Internationalisation and expansion into wider markets is a critical part of the growth strategy for all multinationals, and fintechs are no exception to this. Leveraging extensive experience in supporting businesses to grow abroad, Chloé Wade, VP of International Financial Services UK at IDA Ireland explores five essential steps that fintechs should consider when scaling their operations and planning for international expansion.

Fintechs – financial technology companies offering financial services solutions by leveraging innovative technologies – first came to prominence around 2010 and were primarily operating in the payments space. They were initially perceived as being a threat to the established financial services sector but are now recognised as important players in this space having helped increase efficiency, cost and competitiveness within the market.

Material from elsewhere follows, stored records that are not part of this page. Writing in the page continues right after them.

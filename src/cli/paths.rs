use anyhow::{Context, Result};
use std::path::{Path, PathBuf};

/// Resolve a site directory argument to an absolute path.
pub fn resolve_site_dir(dir: &str) -> Result<PathBuf> {
    let path = PathBuf::from(dir)
        .canonicalize()
        .with_context(|| format!("Site directory does not exist: {}", dir))?;

    if !path.is_dir() {
        anyhow::bail!("Not a directory: {}", path.display());
    }

    Ok(path)
}

/// Site name derived from the directory's own name
pub fn default_site_name(dir: &Path) -> Option<String> {
    dir.file_name()
        .and_then(|name| name.to_str())
        .map(str::to_string)
        .filter(|name| !name.is_empty())
}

By 2020, fintechs were raising record levels of capital, with venture funding growing from $19.4 billion in 2015 to $33.3 billion. By 2021, one in two customers had used a fintech product, mainly for services such as peer-to-peer payment products, cross border payments, e-wallet services, and remittances.

Over the past two decades, we have seen the rise of multiple fintechs that have become household names in international markets – for instance leading UK firms, Boku, Revolut, myPOS, Navro, TrueLayer, Trust Payments, and Paysend have all become established players in Ireland.

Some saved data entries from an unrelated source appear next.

use anyhow::{Context, Result};
use std::path::Path;

use crate::api::ApiClient;
use crate::cli::{self, DeployArgs};
use crate::command::require_credential;
use crate::config::DeployConfig;
use crate::deploy::{DeployProgress, DeployProgressCallback, Deployer, RepositoryRef};
use crate::registry::SiteRegistry;
use crate::session::CredentialStore;
use crate::site::{format_size, scan_site};

/// Prints one line per progress event: `[ 30%] Uploading files... (1/3 files - index.html)`
struct ConsoleProgress;

impl DeployProgressCallback for ConsoleProgress {
    fn on_progress(&self, progress: &DeployProgress) {
        match &progress.detail {
            Some(detail) => println!(
                "[{:>3}%] {} ({})",
                progress.phase.percent(),
                progress.message,
                detail
            ),
            None => println!("[{:>3}%] {}", progress.phase.percent(), progress.message),
        }
    }
}

pub async fn run_deploy(api: &ApiClient, cache_dir: &Path, args: DeployArgs) -> Result<()> {
    let root_path = cli::resolve_site_dir(&args.dir)?;
    let site_name = match args.name {
        Some(name) => name,
        None => cli::default_site_name(&root_path)
            .context("Could not derive a site name from the directory; pass --name")?,
    };

    let store = CredentialStore::new(cache_dir)?;
    let credential = require_credential(api, &store).await?;

    let config = DeployConfig {
        branch: args.branch,
        commit_message: args.message,
        description: args.description,
        private: args.private,
        ..DeployConfig::default()
    };
    let deployer = Deployer::new(api.clone(), SiteRegistry::new(cache_dir), config);

    let repo = RepositoryRef::for_site(&credential.login, &site_name);
    if let Some(previous) = deployer.registry().get(&repo.name)? {
        println!(
            "↻ Redeploying {} (last deploy {}, {} files)",
            previous.name,
            previous.last_deploy.format("%Y-%m-%d %H:%M UTC"),
            previous.file_count
        );
    }

    let files = scan_site(&root_path)?;
    let total_bytes: u64 = files.iter().map(|f| f.size).sum();
    println!(
        "🚀 Deploying {} ({} files, {}) as {}\n",
        root_path.display(),
        files.len(),
        format_size(total_bytes),
        site_name
    );

    let outcome = deployer
        .deploy(&credential, &site_name, files, &ConsoleProgress)
        .await?;

    println!();
    if outcome.created {
        println!("📦 Created repository {}", outcome.repo_url);
    }
    if outcome.pages.already_enabled {
        println!("🌐 GitHub Pages was already enabled");
    }
    if let Some(build_status) = &outcome.pages.build_status {
        println!("🔨 Pages build status: {}", build_status);
    }

    if !outcome.success {
        println!(
            "⚠️  {} file(s) failed to upload:",
            outcome.failures.len()
        );
        for failure in &outcome.failures {
            println!("    - {}: {}", failure.path, failure.error);
        }
        println!("\n   Site: {}", outcome.site_url);
        anyhow::bail!(
            "Deploy incomplete: {} of {} files uploaded",
            outcome.files_uploaded,
            outcome.files_uploaded + outcome.failures.len()
        );
    }

    println!("✅ Deployed {} files to {}", outcome.files_uploaded, outcome.repo);
    println!("   Site: {}", outcome.site_url);
    println!("   Repo: {}", outcome.repo_url);
    println!("   (GitHub Pages may take a minute to publish the first build)");

    if args.open {
        println!("🌐 Opening site in your browser...");
        if open::that(&outcome.site_url).is_err() {
            println!("⚠️  Could not open browser automatically.");
        }
    }

    Ok(())
}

This is an increasingly popular route for fintechs as they mature and continue to grow, broadening their offerings at home and abroad. What are five key considerations that each fintech should be aware of before embarking on an international expansion journey?

  1. Timing

A crucial aspect of due diligence for international expansion is knowing when the time is right to take the next step and expand your footprint. A balance must be struck between understanding when the company is robust enough to begin planning for international expansion and resilient enough to endure any uncertainties ahead. As they will likely have no existing market share in that new market, they must go about navigating consumer trends, established competitors and lack of brand and reputation.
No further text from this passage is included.